I asked my dad if we could go up to the fortress. It was our third day in Dubrovnik. The mountain had been shrouded in mist the entire time. My dad found a map of the city and we started out to the base of the mountain. When we started on the trail, it started to get darker as the sun set. At the base the trail was well kept. The farther up we got, the worse it got. The trail became muddy and unused, weeds grew across the trail, and a broken typewriter.
As we reached the top, after a long walk, the trail looked like a line in grass, no one had walked on it or years. We were in the center of a cloud so it was hard to see. Then part of the cloud moved and I was staring at a large stone wall. There were several large holes, breaching the thick walls. Twisted metal lay on the ground around what once was a small motor house that brought trolleys up the mountain. Now it was a pile of rubble.

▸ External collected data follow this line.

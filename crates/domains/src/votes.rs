//! # Vote Ledger
//!
//! Set-based voting shared by questions, answers and comments.
//! A voter lives in at most one of the two sets; recasting a vote moves
//! them, and anything that is not "up" or "down" retracts.

use std::collections::BTreeSet;

use serde::{Deserialize, Serialize};
use uuid::Uuid;

/// What a voter asked for.
#[derive(Debug, Clone, Copy, PartialEq, Eq)]
pub enum VoteDirection {
    Up,
    Down,
    /// Leaves the voter in neither set.
    Retract,
}

impl VoteDirection {
    /// Parses the `type` field of a vote request. Unknown or missing
    /// values are a retraction, not an error.
    pub fn parse(raw: Option<&str>) -> Self {
        match raw {
            Some("up") => Self::Up,
            Some("down") => Self::Down,
            _ => Self::Retract,
        }
    }
}

/// Up and down voter sets carried by every votable entity.
#[derive(Debug, Clone, Default, PartialEq, Eq, Serialize, Deserialize)]
pub struct VoteSet {
    pub upvotes: BTreeSet<Uuid>,
    pub downvotes: BTreeSet<Uuid>,
}

impl VoteSet {
    pub fn new() -> Self {
        Self::default()
    }

    /// Rebuilds a set pair from stored voter lists.
    pub fn from_voters(
        upvotes: impl IntoIterator<Item = Uuid>,
        downvotes: impl IntoIterator<Item = Uuid>,
    ) -> Self {
        Self {
            upvotes: upvotes.into_iter().collect(),
            downvotes: downvotes.into_iter().collect(),
        }
    }

    /// Records one vote for `voter`, replacing whatever they cast before.
    pub fn cast(&mut self, voter: Uuid, direction: VoteDirection) {
        self.upvotes.remove(&voter);
        self.downvotes.remove(&voter);

        match direction {
            VoteDirection::Up => {
                self.upvotes.insert(voter);
            }
            VoteDirection::Down => {
                self.downvotes.insert(voter);
            }
            VoteDirection::Retract => {}
        }
    }

    pub fn tally(&self) -> VoteTally {
        VoteTally::new(self.upvotes.len() as i64, self.downvotes.len() as i64)
    }

    pub fn net(&self) -> i64 {
        self.tally().net
    }
}

/// Vote counts exposed to clients.
#[derive(Debug, Clone, Copy, PartialEq, Eq, Serialize, Deserialize)]
pub struct VoteTally {
    pub up: i64,
    pub down: i64,
    pub net: i64,
}

impl VoteTally {
    pub fn new(up: i64, down: i64) -> Self {
        Self { up, down, net: up - down }
    }
}

/// The entity a vote is cast on.
#[derive(Debug, Clone, Copy, PartialEq, Eq, Hash)]
pub enum VoteTarget {
    Question(Uuid),
    Answer(Uuid),
    Comment(Uuid),
}

impl VoteTarget {
    pub fn id(&self) -> Uuid {
        match self {
            Self::Question(id) | Self::Answer(id) | Self::Comment(id) => *id,
        }
    }

    /// Human-readable entity name used in NotFound errors.
    pub fn entity(&self) -> &'static str {
        match self {
            Self::Question(_) => "Question",
            Self::Answer(_) => "Answer",
            Self::Comment(_) => "Comment",
        }
    }
}

#[cfg(test)]
mod tests {
    use super::*;

    #[test]
    fn up_then_down_moves_voter() {
        let voter = Uuid::now_v7();
        let mut votes = VoteSet::new();

        votes.cast(voter, VoteDirection::Up);
        assert_eq!(votes.net(), 1);

        votes.cast(voter, VoteDirection::Down);
        assert!(votes.downvotes.contains(&voter));
        assert!(!votes.upvotes.contains(&voter));
        assert_eq!(votes.tally(), VoteTally { up: 0, down: 1, net: -1 });
    }

    #[test]
    fn repeating_a_vote_is_idempotent() {
        let voter = Uuid::now_v7();
        let mut votes = VoteSet::new();

        votes.cast(voter, VoteDirection::Up);
        let once = votes.tally();
        votes.cast(voter, VoteDirection::Up);

        assert_eq!(votes.tally(), once);
    }

    #[test]
    fn unknown_direction_retracts() {
        let voter = Uuid::now_v7();
        let other = Uuid::now_v7();
        let mut votes = VoteSet::new();
        votes.cast(voter, VoteDirection::Down);
        votes.cast(other, VoteDirection::Up);

        votes.cast(voter, VoteDirection::parse(Some("sideways")));

        assert!(!votes.downvotes.contains(&voter));
        assert!(!votes.upvotes.contains(&voter));
        assert_eq!(votes.net(), 1);
    }

    #[test]
    fn parse_recognises_only_up_and_down() {
        assert_eq!(VoteDirection::parse(Some("up")), VoteDirection::Up);
        assert_eq!(VoteDirection::parse(Some("down")), VoteDirection::Down);
        assert_eq!(VoteDirection::parse(Some("UP")), VoteDirection::Retract);
        assert_eq!(VoteDirection::parse(None), VoteDirection::Retract);
    }

    #[test]
    fn net_counts_distinct_voters() {
        let mut votes = VoteSet::new();
        for _ in 0..3 {
            votes.cast(Uuid::now_v7(), VoteDirection::Up);
        }
        votes.cast(Uuid::now_v7(), VoteDirection::Down);
        assert_eq!(votes.tally(), VoteTally::new(3, 1));
        assert_eq!(votes.net(), 2);
    }
}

I walked towards it when something caught my eye. An anti-tank mine lay on the side of the path. A vase full of flowers and a blurry photo lay beside it. People died here. I glanced up at the old building and shivered. It was cold up here. I looked for my dad, and found him by a large cross above the fields. It was some sort of memorial, overlooking the city. But what caught my eye was that someone had made a small cross on a table below it. The cross was made of small, twisted pieces of shrapnel, rusting in the cold night air. I'll never forget that place.